- Ribbon of the medal
- Type: Medal
- Awarded for: Brave and gallant conduct over and above the call of duty in a non-combatant capacity.
- Description: Bronze medal bearing a portrait of Cecil Rhodes.
- Eligibility: Members of the Rhodesian police, security forces and civilians.
- Post-nominals: M.C.M.
- Campaign(s): Rhodesian Bush War.
- Clasps: Bronze clasp awarded for second award. No clasp ever awarded.
- Status: Abolished in 1981.
- Established: 1970
- First award: 1970
- Final award: 1979
- Total: 93
- Total awarded posthumously: 13
- Total recipients: 92 + City of Umtali (now Mutare)

Precedence
- Next (higher): Bronze Cross of Rhodesia
- Next (lower): Rhodesia Prison Medal for Gallantry

= Meritorious Conduct Medal =

Rhodesian military decoration

The Meritorious Conduct Medal was a Rhodesian military decoration for brave and gallant conduct.

==Institution==
The award was instituted in 1970 by Presidential Warrant, the first awards being made the same year. The last awards were made in December 1979.

==Medal==
The medal was a medal whose obverse was identical to the relief portrait of Cecil Rhodes on the Rhodesian General Service Medal but struck in bronze rather than cupro-nickel, with a blank reverse. The ribbon was purple.
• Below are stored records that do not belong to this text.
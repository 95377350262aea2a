//! Pluggable request signing for the payment gateway contract.

use hmac::{Hmac, Mac};
use sha2::Sha256;
use thiserror::Error;

type HmacSha256 = Hmac<Sha256>;

#[derive(Debug, Error)]
#[error("invalid signing key")]
pub struct InvalidKeyError;

/// Signs and verifies canonical parameter strings.
///
/// The adapter owns canonicalization; implementations only turn a
/// canonical string into a hex signature and back. Moving to a
/// different acquirer's algorithm means swapping this implementation,
/// nothing else.
pub trait SignatureScheme: Send + Sync {
    fn sign(&self, canonical: &str) -> String;

    /// Constant-time comparison; `false` for malformed hex as well.
    fn verify(&self, canonical: &str, signature: &str) -> bool;
}

/// HMAC-SHA256 over the canonical string, hex-encoded.
pub struct HmacSha256Signature {
    /// Keyed prototype, cloned per operation
    mac: HmacSha256,
}

impl HmacSha256Signature {
    pub fn new(secret: &[u8]) -> Result<Self, InvalidKeyError> {
        let mac = HmacSha256::new_from_slice(secret).map_err(|_| InvalidKeyError)?;
        Ok(Self { mac })
    }
}

impl SignatureScheme for HmacSha256Signature {
    fn sign(&self, canonical: &str) -> String {
        let mut mac = self.mac.clone();
        mac.update(canonical.as_bytes());
        hex::encode(mac.finalize().into_bytes())
    }

    fn verify(&self, canonical: &str, signature: &str) -> bool {
        let Ok(raw) = hex::decode(signature) else {
            return false;
        };
        let mut mac = self.mac.clone();
        mac.update(canonical.as_bytes());
        mac.verify_slice(&raw).is_ok()
    }
}

#[cfg(test)]
mod tests {
    use super::*;

    fn scheme(secret: &str) -> HmacSha256Signature {
        HmacSha256Signature::new(secret.as_bytes()).unwrap()
    }

    #[test]
    fn sign_verify_round_trip() {
        let scheme = scheme("top-secret");
        let signature = scheme.sign("amount=270.00&orderId=o-1");
        assert!(scheme.verify("amount=270.00&orderId=o-1", &signature));
    }

    #[test]
    fn rejects_tampered_canonical() {
        let scheme = scheme("top-secret");
        let signature = scheme.sign("amount=270.00&orderId=o-1");
        assert!(!scheme.verify("amount=999.00&orderId=o-1", &signature));
    }

    #[test]
    fn rejects_wrong_secret() {
        let signer = scheme("secret-a");
        let verifier = scheme("secret-b");
        let signature = signer.sign("orderId=o-1");
        assert!(!verifier.verify("orderId=o-1", &signature));
    }

    #[test]
    fn rejects_malformed_hex() {
        let scheme = scheme("top-secret");
        assert!(!scheme.verify("orderId=o-1", "zz-not-hex"));
        assert!(!scheme.verify("orderId=o-1", ""));
    }
}
//! Order API Handlers
//!
//! Thin edge over the settlement coordinator: shape-check the input,
//! call the owning service, hand the persisted snapshot back. All
//! pricing and state rules live below this layer.

use axum::{
    Json,
    extract::{Path, State},
};
use serde::Deserialize;

use crate::core::ServerState;
use crate::settlement::{ComboSelection, CreateOrderRequest};
use crate::utils::{AppError, AppResponse, AppResult};
use shared::order::OrderSnapshot;

/// Voucher codes are short human-typed strings; anything longer is junk.
const MAX_VOUCHER_CODE_LEN: usize = 64;

// ============ 请求类型 ============

#[derive(Debug, Deserialize)]
pub struct CreateOrderDto {
    pub showtime_id: String,
    pub hold_token: String,
    #[serde(default)]
    pub combos: Vec<ComboSelectionDto>,
    #[serde(default)]
    pub voucher_code: Option<String>,
}

#[derive(Debug, Deserialize)]
pub struct ComboSelectionDto {
    pub combo_id: String,
    pub quantity: i32,
}

// ============ Handlers ============

/// POST /api/Order - 从座位保留创建订单
///
/// 创建后座位保留归订单所有，结算路径 (支付回调 / 取消 / 过期) 接管。
pub async fn create(
    State(state): State<ServerState>,
    Json(payload): Json<CreateOrderDto>,
) -> AppResult<Json<AppResponse<OrderSnapshot>>> {
    if payload.showtime_id.trim().is_empty() {
        return Err(AppError::validation("showtime_id must not be blank"));
    }
    if payload.hold_token.trim().is_empty() {
        return Err(AppError::validation("hold_token must not be blank"));
    }
    for combo in &payload.combos {
        if combo.combo_id.trim().is_empty() {
            return Err(AppError::validation("combo_id must not be blank"));
        }
        if combo.quantity <= 0 {
            return Err(AppError::validation(format!(
                "combo quantity must be positive, got {}",
                combo.quantity
            )));
        }
    }
    if let Some(code) = &payload.voucher_code {
        if code.trim().is_empty() {
            return Err(AppError::validation("voucher_code must not be blank"));
        }
        if code.len() > MAX_VOUCHER_CODE_LEN {
            return Err(AppError::validation("voucher_code too long"));
        }
    }

    let request = CreateOrderRequest {
        showtime_id: payload.showtime_id,
        hold_token: payload.hold_token,
        combos: payload
            .combos
            .into_iter()
            .map(|c| ComboSelection {
                combo_id: c.combo_id,
                quantity: c.quantity,
            })
            .collect(),
        voucher_code: payload.voucher_code,
    };

    let snapshot = state.settlement.create_order(request).await?;
    Ok(AppResponse::ok(snapshot))
}

/// GET /api/Order/:order_id - 查询订单快照
pub async fn get_by_id(
    State(state): State<ServerState>,
    Path(order_id): Path<String>,
) -> AppResult<Json<AppResponse<OrderSnapshot>>> {
    let snapshot = state.settlement.order_status(&order_id)?;
    Ok(AppResponse::ok(snapshot))
}

/// POST /api/Order/:order_id/cancel - 取消待支付订单
///
/// 仅 PENDING 订单可取消；座位立即回到可售状态。
pub async fn cancel(
    State(state): State<ServerState>,
    Path(order_id): Path<String>,
) -> AppResult<Json<AppResponse<OrderSnapshot>>> {
    let snapshot = state.settlement.cancel(&order_id)?;
    Ok(AppResponse::ok_with_message(snapshot, "Order canceled"))
}
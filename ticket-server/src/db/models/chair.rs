//! Chair Model

use super::serde_helpers;
use serde::{Deserialize, Serialize};
use shared::order::SeatClass;
use surrealdb::RecordId;

/// Chair entity (座位)
///
/// The catalog price by class is resolved here at order assembly and
/// frozen into the order line.
#[derive(Debug, Clone, Serialize, Deserialize)]
pub struct Chair {
    #[serde(default, with = "serde_helpers::option_record_id")]
    pub id: Option<RecordId>,
    /// Display name, e.g. `A1`
    pub name: String,
    /// Room reference
    #[serde(with = "serde_helpers::record_id")]
    pub room: RecordId,
    /// Pricing class
    #[serde(default)]
    pub class: SeatClass,
    /// Current catalog price for this chair
    pub price: f64,
    #[serde(
        default = "default_true",
        deserialize_with = "serde_helpers::bool_true"
    )]
    pub is_active: bool,
}

fn default_true() -> bool {
    true
}

impl Chair {
    pub fn id_string(&self) -> String {
        self.id.as_ref().map(|id| id.to_string()).unwrap_or_default()
    }
}

/// Create chair payload (seeding only)
#[derive(Debug, Clone, Serialize, Deserialize)]
pub struct ChairCreate {
    pub name: String,
    #[serde(with = "serde_helpers::record_id")]
    pub room: RecordId,
    pub class: SeatClass,
    pub price: f64,
}
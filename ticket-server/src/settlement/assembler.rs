//! Order assembly pricing
//!
//! Pure: catalog rows in, frozen priced lines out. Nothing here touches
//! storage; the coordinator resolves the inputs and persists the result.

use crate::db::models::{Chair, Combo};
use crate::settlement::error::SettlementError;
use crate::settlement::money;
use rust_decimal::Decimal;
use shared::order::{AppliedVoucher, ComboLine, SeatLine};

/// Priced lines before any discount.
#[derive(Debug, Clone)]
pub struct PricedLines {
    pub seats: Vec<SeatLine>,
    pub combos: Vec<ComboLine>,
    /// `sum(seat price) + sum(combo line totals)`
    pub total_price: f64,
}

/// Final immutable pricing of one order.
#[derive(Debug, Clone)]
pub struct AssembledOrder {
    pub seats: Vec<SeatLine>,
    pub combos: Vec<ComboLine>,
    pub voucher: Option<AppliedVoucher>,
    pub total_price: f64,
    pub discount_price: f64,
    /// `max(0, total_price - discount_price)`
    pub payment_price: f64,
}

/// Freeze catalog prices into seat and combo lines and total them.
///
/// Every price is validated before it is frozen; a validation failure
/// leaves no trace anywhere.
pub fn price_order(
    chairs: &[Chair],
    combo_picks: &[(Combo, i32)],
) -> Result<PricedLines, SettlementError> {
    let mut seats = Vec::with_capacity(chairs.len());
    let mut total = Decimal::ZERO;

    for chair in chairs {
        money::validate_unit_price(chair.price, "chair price")?;
        total += money::to_decimal(chair.price);
        seats.push(SeatLine {
            chair_id: chair.id_string(),
            chair_name: chair.name.clone(),
            class: chair.class,
            unit_price: chair.price,
        });
    }

    let mut combos = Vec::with_capacity(combo_picks.len());
    for (combo, quantity) in combo_picks {
        money::validate_unit_price(combo.price, "combo price")?;
        money::validate_quantity(*quantity)?;
        let line_total = money::line_total(combo.price, *quantity);
        total += money::to_decimal(line_total);
        combos.push(ComboLine {
            combo_id: combo.id_string(),
            name: combo.name.clone(),
            unit_price: combo.price,
            quantity: *quantity,
            line_total,
        });
    }

    Ok(PricedLines {
        seats,
        combos,
        total_price: money::to_f64(total),
    })
}

/// Apply an (already evaluated) discount and compute the payable amount.
pub fn apply_discount(lines: PricedLines, voucher: Option<AppliedVoucher>) -> AssembledOrder {
    let discount_price = voucher.as_ref().map(|v| v.discount).unwrap_or(0.0);
    let payable = (money::to_decimal(lines.total_price) - money::to_decimal(discount_price))
        .max(Decimal::ZERO);
    AssembledOrder {
        seats: lines.seats,
        combos: lines.combos,
        voucher,
        total_price: lines.total_price,
        discount_price,
        payment_price: money::to_f64(payable),
    }
}
//! Order API 模块
//!
//! | 路径 | 方法 | 说明 |
//! |------|------|------|
//! | /api/Order | POST | 从座位保留创建订单 (定价快照) |
//! | /api/Order/{order_id} | GET | 查询订单快照 |
//! | /api/Order/{order_id}/cancel | POST | 取消待支付订单并释放座位 |

mod handler;

use axum::{
    Router,
    routing::{get, post},
};

use crate::core::ServerState;

pub fn router() -> Router<ServerState> {
    Router::new().nest("/api/Order", routes())
}

fn routes() -> Router<ServerState> {
    Router::new()
        .route("/", post(handler::create))
        .route("/{order_id}", get(handler::get_by_id))
        .route("/{order_id}/cancel", post(handler::cancel))
}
The medal was impressed in small capitals with the recipient's name on the rim, and was awarded with a case of issue and miniature medal for wear.

==Recipients==
A total of 93 awards of the Meritorious Conduct Medal were made, thirteen posthumously. Notable recipients included
- The city of Umtali (now Mutare).
- The crew members of Air Rhodesia Flight 825.
- A police officer and three NCOs from the Rhodesian SAS killed when the explosive device they were transporting blew up prematurely.
- John M Harvey British South Africa Police

Recipients are entitled to the post-nominal letters M.C.M.

==Zimbabwe==
The Meritorious Conduct Medal was abolished in September 1981. Its status as the most junior of the Republic of Zimbabwe's awards for gallantry was taken by the Bronze Cross of Zimbabwe, which is also awarded to civilians and members of the Zimbabwean armed forces and police officers, and has an identical plain purple ribbon.